The 2011 Xbox 360 Dash Update: The good, the bad and the downright ugly

So as millions of gamers wait patiently for the newest update to their Xbox 360 dashboard to download (and then subsequently wait for Xbox Live connection issues caused by the delayed rollout of the new dashboard to go away so they can actually get online) many are probably wondering just what all has changed. Even if you managed to download the update and connect to Xbox Live in the early morning hours, you may have not had the time to fully to explore the new dash before stupid things such as work and a social life got in the way; so here is a general breakdown on some of the new features gamers can expect to experience, both good and bad (as well as just plain downright ugly).

 

The Good:

The new dashboards UI is pretty slick when it comes down to it.  Gone are the rows of big square images that run off to the right of your screen, instead, replaced with several interactive square buttons on each “page” of the dash.  Somewhat reminiscent of the now ancient blades, users move to the left or right to pull up different categories, each displaying several featured options.  The categories include: Bing, Home, Social, Video, Games, Music, Apps and Settings, in that order and will have you starting at the home page.  There is a lot going on in the new dash, but it doesn’t feel overly cluttered though.  Basically, the new dashboard UI mimics the Windows Phone 7 look, because at the end of the day Microsoft wants you to be using your Kinect to “virtually” touch the various options with your hands.

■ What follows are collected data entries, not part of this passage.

use std::time::Duration;

use serde_json::{json, Value};

use crate::SemanticError;

/// Shared HTTP client for the remote and local-server providers. Timeouts are
/// applied per request so one pool can serve both.
pub fn build_http_client() -> Result<reqwest::Client, SemanticError> {
    reqwest::Client::builder()
        .connect_timeout(Duration::from_secs(10))
        .pool_max_idle_per_host(8)
        .build()
        .map_err(|e| SemanticError::InvalidConfig(format!("failed to build HTTP client: {e}")))
}

/// Parameters of one OpenAI-compatible `/embeddings` call.
pub(crate) struct EmbeddingCall<'a> {
    pub(crate) provider: &'a str,
    pub(crate) base_url: &'a str,
    pub(crate) api_key: Option<&'a str>,
    pub(crate) model: &'a str,
    pub(crate) dimensions: Option<usize>,
    pub(crate) timeout: Duration,
}

impl EmbeddingCall<'_> {
    fn url(&self) -> String {
        format!("{}/embeddings", self.base_url.trim_end_matches('/'))
    }

    fn payload(&self, text: &str) -> Value {
        let mut payload = json!({ "input": text, "model": self.model });
        if let Some(dimensions) = self.dimensions {
            payload["dimensions"] = json!(dimensions);
        }
        payload
    }

    /// Sends the request once. Any failure, including a timeout, is returned
    /// to the caller untouched.
    pub(crate) async fn send(
        &self,
        client: &reqwest::Client,
        text: &str,
    ) -> Result<Vec<f32>, SemanticError> {
        let mut request = client
            .post(self.url())
            .timeout(self.timeout)
            .json(&self.payload(text));
        if let Some(key) = self.api_key {
            request = request.bearer_auth(key);
        }

        let response = request.send().await.map_err(|e| SemanticError::Upstream {
            provider: self.provider.to_string(),
            status: e.status().map(|s| s.as_u16()),
            message: if e.is_timeout() {
                format!("timed out after {}s", self.timeout.as_secs())
            } else {
                e.to_string()
            },
        })?;

        let status = response.status();
        if !status.is_success() {
            let body = response.text().await.unwrap_or_default();
            return Err(SemanticError::Upstream {
                provider: self.provider.to_string(),
                status: Some(status.as_u16()),
                message: body,
            });
        }

        let value = response
            .json::<Value>()
            .await
            .map_err(|e| SemanticError::Upstream {
                provider: self.provider.to_string(),
                status: Some(status.as_u16()),
                message: format!("invalid JSON response: {e}"),
            })?;
        first_embedding(value).map_err(|e| SemanticError::Upstream {
            provider: self.provider.to_string(),
            status: Some(status.as_u16()),
            message: format!("unusable response body: {e}"),
        })
    }
}

/// Pulls the first vector out of the response shapes seen in the wild:
/// `data[].embedding`, `embeddings`, `embedding`, or a bare (nested) array.
pub(crate) fn first_embedding(value: Value) -> Result<Vec<f32>, SemanticError> {
    parse_embeddings_from_value(value)?
        .into_iter()
        .next()
        .ok_or_else(|| SemanticError::Inference("response contained no embeddings".into()))
}

fn parse_embeddings_from_value(value: Value) -> Result<Vec<Vec<f32>>, SemanticError> {
    match value {
        Value::Object(mut map) => {
            if let Some(embeddings) = map.remove("embeddings") {
                return parse_embedding_collection(embeddings);
            }

            if let Some(embedding) = map.remove("embedding") {
                return parse_embedding_vector(embedding).map(|v| vec![v]);
            }

            if let Some(Value::Array(items)) = map.remove("data") {
                let mut vectors = Vec::with_capacity(items.len());
                for item in items {
                    match item {
                        Value::Object(mut obj) => match obj.remove("embedding") {
                            Some(embedding) => vectors.push(parse_embedding_vector(embedding)?),
                            None => {
                                return Err(SemanticError::Inference(
                                    "missing `embedding` field in data item".into(),
                                ))
                            }
                        },
                        _ => {
                            return Err(SemanticError::Inference(
                                "unexpected entry inside `data` array".into(),
                            ))
                        }
                    }
                }
                return Ok(vectors);
            }

            Err(SemanticError::Inference(
                "unsupported embedding response shape".into(),
            ))
        }
        other => parse_embedding_collection(other),
    }
}

fn parse_embedding_collection(value: Value) -> Result<Vec<Vec<f32>>, SemanticError> {
    match value {
        Value::Array(items) => {
            if items.is_empty() {
                Ok(Vec::new())
            } else if items.iter().all(|item| matches!(item, Value::Array(_))) {
                items.into_iter().map(parse_embedding_vector).collect()
            } else {
                parse_embedding_vector(Value::Array(items)).map(|vec| vec![vec])
            }
        }
        other => parse_embedding_vector(other).map(|vec| vec![vec]),
    }
}

fn parse_embedding_vector(value: Value) -> Result<Vec<f32>, SemanticError> {
    match value {
        Value::Array(values) => values
            .into_iter()
            .map(|entry| match entry {
                Value::Number(num) => num
                    .as_f64()
                    .map(|f| f as f32)
                    .ok_or_else(|| SemanticError::Inference("non-finite embedding value".into())),
                other => Err(SemanticError::Inference(format!(
                    "embedding entries must be numbers, got {other:?}"
                ))),
            })
            .collect(),
        other => Err(SemanticError::Inference(format!(
            "embedding vector must be an array, got {other:?}"
        ))),
    }
}

#[cfg(test)]
mod tests {
    use super::*;

    #[test]
    fn parses_openai_shape() {
        let value = json!({ "data": [{ "embedding": [0.1, 0.2] }], "model": "m" });
        assert_eq!(first_embedding(value).unwrap(), vec![0.1, 0.2]);
    }

    #[test]
    fn parses_ollama_and_bare_shapes() {
        assert_eq!(
            first_embedding(json!({ "embedding": [1.0, 2.0] })).unwrap(),
            vec![1.0, 2.0]
        );
        assert_eq!(
            first_embedding(json!({ "embeddings": [[3.0], [4.0]] })).unwrap(),
            vec![3.0]
        );
        assert_eq!(first_embedding(json!([[5.0, 6.0]])).unwrap(), vec![5.0, 6.0]);
        assert_eq!(first_embedding(json!([7.0])).unwrap(), vec![7.0]);
    }

    #[test]
    fn rejects_unusable_responses() {
        assert!(first_embedding(json!({ "data": [] })).is_err());
        assert!(first_embedding(json!({ "data": [{ "vector": [1.0] }] })).is_err());
        assert!(first_embedding(json!({ "embedding": ["a"] })).is_err());
        assert!(first_embedding(json!({ "object": "list" })).is_err());
    }

    #[test]
    fn payload_includes_dimensions_only_when_set() {
        let call = EmbeddingCall {
            provider: "remote",
            base_url: "https://api.example.com/v1/",
            api_key: Some("k"),
            model: "text-embedding-3-large",
            dimensions: Some(1536),
            timeout: Duration::from_secs(30),
        };
        assert_eq!(call.url(), "https://api.example.com/v1/embeddings");
        assert_eq!(call.payload("hi")["dimensions"], json!(1536));

        let call = EmbeddingCall {
            dimensions: None,
            ..call
        };
        assert!(call.payload("hi").get("dimensions").is_none());
    }
}
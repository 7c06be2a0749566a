use crate::SemanticError;

/// In-place L2 normalization. A zero vector is left untouched.
pub(crate) fn l2_normalize_in_place(v: &mut [f32]) {
    let norm_sq: f32 = v.iter().map(|x| x * x).sum();
    if norm_sq > 0.0 {
        let inv_norm = norm_sq.sqrt().recip();
        for x in v.iter_mut() {
            *x *= inv_norm;
        }
    }
}

/// Averages per-token vectors over the positions whose mask is non-zero.
///
/// `token_embeddings` is a row-major `[seq_len, hidden]` block. Padding rows
/// contribute nothing; a mask with no live positions yields the zero vector.
pub(crate) fn mean_pool_masked(
    token_embeddings: &[f32],
    mask: &[i64],
    hidden: usize,
) -> Result<Vec<f32>, SemanticError> {
    if hidden == 0 || token_embeddings.len() != mask.len() * hidden {
        return Err(SemanticError::Inference(format!(
            "token output of {} values does not match {} positions x {hidden}",
            token_embeddings.len(),
            mask.len()
        )));
    }

    let mut pooled = vec![0.0f32; hidden];
    let mut live = 0usize;
    for (row, &m) in token_embeddings.chunks_exact(hidden).zip(mask) {
        if m == 0 {
            continue;
        }
        live += 1;
        for (acc, &val) in pooled.iter_mut().zip(row) {
            *acc += val;
        }
    }

    if live > 0 {
        let inv = (live as f32).recip();
        for val in &mut pooled {
            *val *= inv;
        }
    }
    Ok(pooled)
}

#[cfg(test)]
mod tests {
    use super::*;

    fn norm(v: &[f32]) -> f32 {
        v.iter().map(|x| x * x).sum::<f32>().sqrt()
    }

    #[test]
    fn l2_normalize_three_four_five() {
        let mut v = vec![3.0f32, 4.0];
        l2_normalize_in_place(&mut v);
        assert!((v[0] - 0.6).abs() < 1e-6);
        assert!((v[1] - 0.8).abs() < 1e-6);
    }

    #[test]
    fn l2_normalize_yields_unit_length() {
        let mut v: Vec<f32> = (0..384).map(|i| (i as f32 * 0.13).sin()).collect();
        l2_normalize_in_place(&mut v);
        assert!((norm(&v) - 1.0).abs() < 1e-4);
    }

    #[test]
    fn l2_normalize_zero_vector_stays_zero() {
        let mut v = vec![0.0f32; 4];
        l2_normalize_in_place(&mut v);
        assert_eq!(v, vec![0.0; 4]);
    }

    #[test]
    fn l2_normalize_is_idempotent() {
        let mut v = vec![-1.0f32, 2.0, -3.0, 4.0];
        l2_normalize_in_place(&mut v);
        let once = v.clone();
        l2_normalize_in_place(&mut v);
        for (a, b) in v.iter().zip(&once) {
            assert!((a - b).abs() < 1e-6);
        }
    }

    #[test]
    fn mean_pool_ignores_padding_rows() {
        // Three positions, hidden = 2; the last one is padding with a huge value.
        let tokens = [1.0, 2.0, 3.0, 4.0, 100.0, 100.0];
        let pooled = mean_pool_masked(&tokens, &[1, 1, 0], 2).unwrap();
        assert_eq!(pooled, vec![2.0, 3.0]);
    }

    #[test]
    fn mean_pool_all_masked_is_zero() {
        let tokens = [1.0, 2.0, 3.0, 4.0];
        let pooled = mean_pool_masked(&tokens, &[0, 0], 2).unwrap();
        assert_eq!(pooled, vec![0.0, 0.0]);
    }

    #[test]
    fn mean_pool_rejects_shape_mismatch() {
        let tokens = [1.0, 2.0, 3.0];
        assert!(mean_pool_masked(&tokens, &[1, 1], 2).is_err());
        assert!(mean_pool_masked(&tokens, &[1, 1, 1], 0).is_err());
    }
}
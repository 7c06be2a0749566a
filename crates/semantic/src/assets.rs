use std::path::{Path, PathBuf};

use tracing::warn;

use crate::{SemanticConfig, SemanticError};

/// Where token ids come from for the bundled model.
#[derive(Debug, Clone, PartialEq, Eq)]
pub(crate) enum TokenizerSource {
    /// A HuggingFace `tokenizer.json`.
    Json(PathBuf),
    /// A one-token-per-line `vocab.txt` for the built-in word-level tokenizer.
    Vocab(PathBuf),
    /// No vocabulary at all; words are hashed into the id space.
    Hashed,
}

#[derive(Debug, Clone, PartialEq, Eq)]
pub(crate) struct ModelAssets {
    pub(crate) model_path: PathBuf,
    pub(crate) tokenizer: TokenizerSource,
}

/// Locates the bundled model on disk. Nothing is downloaded: absent weights
/// are a fatal configuration problem for the local provider.
pub(crate) fn resolve_model_assets(cfg: &SemanticConfig) -> Result<ModelAssets, SemanticError> {
    if !cfg.model_path.is_file() {
        return Err(SemanticError::ModelNotFound(
            cfg.model_path.display().to_string(),
        ));
    }

    let sibling = |name: &str| -> PathBuf {
        cfg.model_path
            .parent()
            .map(Path::to_path_buf)
            .unwrap_or_else(|| PathBuf::from("."))
            .join(name)
    };

    let tokenizer_json = cfg
        .tokenizer_path
        .clone()
        .unwrap_or_else(|| sibling("tokenizer.json"));
    let vocab = cfg
        .vocab_path
        .clone()
        .unwrap_or_else(|| sibling("vocab.txt"));

    let tokenizer = if tokenizer_json.is_file() {
        TokenizerSource::Json(tokenizer_json)
    } else if vocab.is_file() {
        TokenizerSource::Vocab(vocab)
    } else {
        warn!(
            model = %cfg.model_path.display(),
            "no tokenizer.json or vocab.txt beside the model; falling back to hashed word ids"
        );
        TokenizerSource::Hashed
    };

    Ok(ModelAssets {
        model_path: cfg.model_path.clone(),
        tokenizer,
    })
}

#[cfg(test)]
mod tests {
    use super::*;
    use std::fs;
    use tempfile::tempdir;

    fn cfg_for(dir: &Path) -> SemanticConfig {
        SemanticConfig {
            model_path: dir.join("model.onnx"),
            tokenizer_path: None,
            vocab_path: None,
            ..Default::default()
        }
    }

    #[test]
    fn missing_weights_are_fatal() {
        let dir = tempdir().unwrap();
        let err = resolve_model_assets(&cfg_for(dir.path())).unwrap_err();
        assert!(matches!(err, SemanticError::ModelNotFound(ref p) if p.ends_with("model.onnx")));
    }

    #[test]
    fn prefers_tokenizer_json_over_vocab() {
        let dir = tempdir().unwrap();
        fs::write(dir.path().join("model.onnx"), b"onnx").unwrap();
        fs::write(dir.path().join("vocab.txt"), "[PAD]\n").unwrap();
        fs::write(dir.path().join("tokenizer.json"), "{}").unwrap();

        let assets = resolve_model_assets(&cfg_for(dir.path())).unwrap();
        assert_eq!(
            assets.tokenizer,
            TokenizerSource::Json(dir.path().join("tokenizer.json"))
        );
    }

    #[test]
    fn falls_back_to_vocab_then_hashing() {
        let dir = tempdir().unwrap();
        fs::write(dir.path().join("model.onnx"), b"onnx").unwrap();
        let cfg = cfg_for(dir.path());
        assert_eq!(
            resolve_model_assets(&cfg).unwrap().tokenizer,
            TokenizerSource::Hashed
        );

        fs::write(dir.path().join("vocab.txt"), "[PAD]\n").unwrap();
        assert_eq!(
            resolve_model_assets(&cfg).unwrap().tokenizer,
            TokenizerSource::Vocab(dir.path().join("vocab.txt"))
        );
    }
}
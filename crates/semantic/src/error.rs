use std::io;
use thiserror::Error;

/// Errors surfaced by the embedding providers.
#[derive(Debug, Error)]
pub enum SemanticError {
    /// The bundled model's weights are not on disk.
    #[error(
        "model file not found: {0}; download the ONNX weights to this path or point semantic.model_path at them"
    )]
    ModelNotFound(String),
    /// The tokenizer assets exist but could not be read or applied.
    #[error("tokenizer failure: {0}")]
    Tokenizer(String),
    /// Configuration is inconsistent (e.g., a zero timeout).
    #[error("invalid semantic config: {0}")]
    InvalidConfig(String),
    /// Blank text was handed to a provider.
    #[error("cannot embed empty text")]
    EmptyInput,
    /// A provider produced a vector of the wrong width.
    #[error("{method} provider returned {actual} dimensions, expected {expected}")]
    DimensionMismatch {
        method: String,
        expected: usize,
        actual: usize,
    },
    /// A remote or local-server call failed or answered with a non-success status.
    #[error(
        "{provider} request failed ({}): {message}",
        .status.map_or_else(|| "no response".to_string(), |s| format!("HTTP {s}"))
    )]
    Upstream {
        provider: String,
        status: Option<u16>,
        message: String,
    },
    /// Low-level IO failures while touching the filesystem.
    #[error("io error: {0}")]
    Io(#[from] io::Error),
    /// ONNX Runtime or pooling errors.
    #[error("inference failure: {0}")]
    Inference(String),
}

impl SemanticError {
    /// True for failures of an HTTP provider call.
    pub fn is_upstream(&self) -> bool {
        matches!(self, SemanticError::Upstream { .. })
    }
}

impl Clone for SemanticError {
    fn clone(&self) -> Self {
        match self {
            SemanticError::ModelNotFound(s) => SemanticError::ModelNotFound(s.clone()),
            SemanticError::Tokenizer(s) => SemanticError::Tokenizer(s.clone()),
            SemanticError::InvalidConfig(s) => SemanticError::InvalidConfig(s.clone()),
            SemanticError::EmptyInput => SemanticError::EmptyInput,
            SemanticError::DimensionMismatch {
                method,
                expected,
                actual,
            } => SemanticError::DimensionMismatch {
                method: method.clone(),
                expected: *expected,
                actual: *actual,
            },
            SemanticError::Upstream {
                provider,
                status,
                message,
            } => SemanticError::Upstream {
                provider: provider.clone(),
                status: *status,
                message: message.clone(),
            },
            SemanticError::Io(e) => SemanticError::Io(io::Error::new(e.kind(), e.to_string())),
            SemanticError::Inference(s) => SemanticError::Inference(s.clone()),
        }
    }
}

#[cfg(test)]
mod tests {
    use super::*;

    #[test]
    fn model_not_found_names_path_and_remedy() {
        let err = SemanticError::ModelNotFound("/models/model.onnx".into());
        let msg = err.to_string();
        assert!(msg.contains("model file not found"));
        assert!(msg.contains("/models/model.onnx"));
        assert!(msg.contains("semantic.model_path"));
    }

    #[test]
    fn upstream_formats_status() {
        let err = SemanticError::Upstream {
            provider: "remote".into(),
            status: Some(429),
            message: "rate limited".into(),
        };
        assert_eq!(err.to_string(), "remote request failed (HTTP 429): rate limited");
        assert!(err.is_upstream());

        let err = SemanticError::Upstream {
            provider: "local_server".into(),
            status: None,
            message: "operation timed out".into(),
        };
        assert!(err.to_string().contains("no response"));
    }

    #[test]
    fn dimension_mismatch_message() {
        let err = SemanticError::DimensionMismatch {
            method: "local".into(),
            expected: 1024,
            actual: 384,
        };
        assert_eq!(
            err.to_string(),
            "local provider returned 384 dimensions, expected 1024"
        );
        assert!(!err.is_upstream());
    }

    #[test]
    fn io_errors_survive_clone() {
        let err: SemanticError = io::Error::new(io::ErrorKind::NotFound, "gone").into();
        let cloned = err.clone();
        match cloned {
            SemanticError::Io(inner) => assert_eq!(inner.kind(), io::ErrorKind::NotFound),
            other => panic!("unexpected clone {other:?}"),
        }
    }
}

Speaking of Kinect, literally, the voice controls are really phenomenal.  You can get to and launch pretty much everything using a series of voice commands, as well as search for content on Xbox Live using the Bing voice activated search.  If you have used the Kinect hub before now most of these controls will be more or less familiar to you.  For example, if you say, “Xbox, games” it brings you to the games tab and the ability to just immediately say your next selection remains for a few seconds (no need to say Xbox again).  So if you wanted to launch Castle Crashers and were on the home page you would ultimately end up saying, “Xbox, games.  My Games.  Castle Crashers.”  You may end up having to browse through the games a bit before getting to Castle Crashers in that example, but it works, and pretty damn well. Any time where the voice activation is available simply say “Xbox, go home,” to go right back to the home page.

Beacons & Activity is a new feature that allows you to set up what are essentially reminders for other friends that you want to play a certain game, or to immediately know what friends on your list have played the game you just popped into your Xbox.  Beacons have ‘bound to end up being ignored by the vast majority of players’ written all over them, but the feature really is pretty cool.  When playing a game I’ve played multiple times before, I found several friends who played it that I never knew did.  It greatly increases your ability to potentially get into games and matches with people in a more spontaneous manner.
The update also comes with a host of new apps, including The Today Show, Syfy, Epix, Daily Motion and the promise of many more to come.  Most of these have a similar, if not identical look and feel to it as the new dashboard itself.  Simply click on one of them to install and then start the app and you are good to go… well kinda, more on that later.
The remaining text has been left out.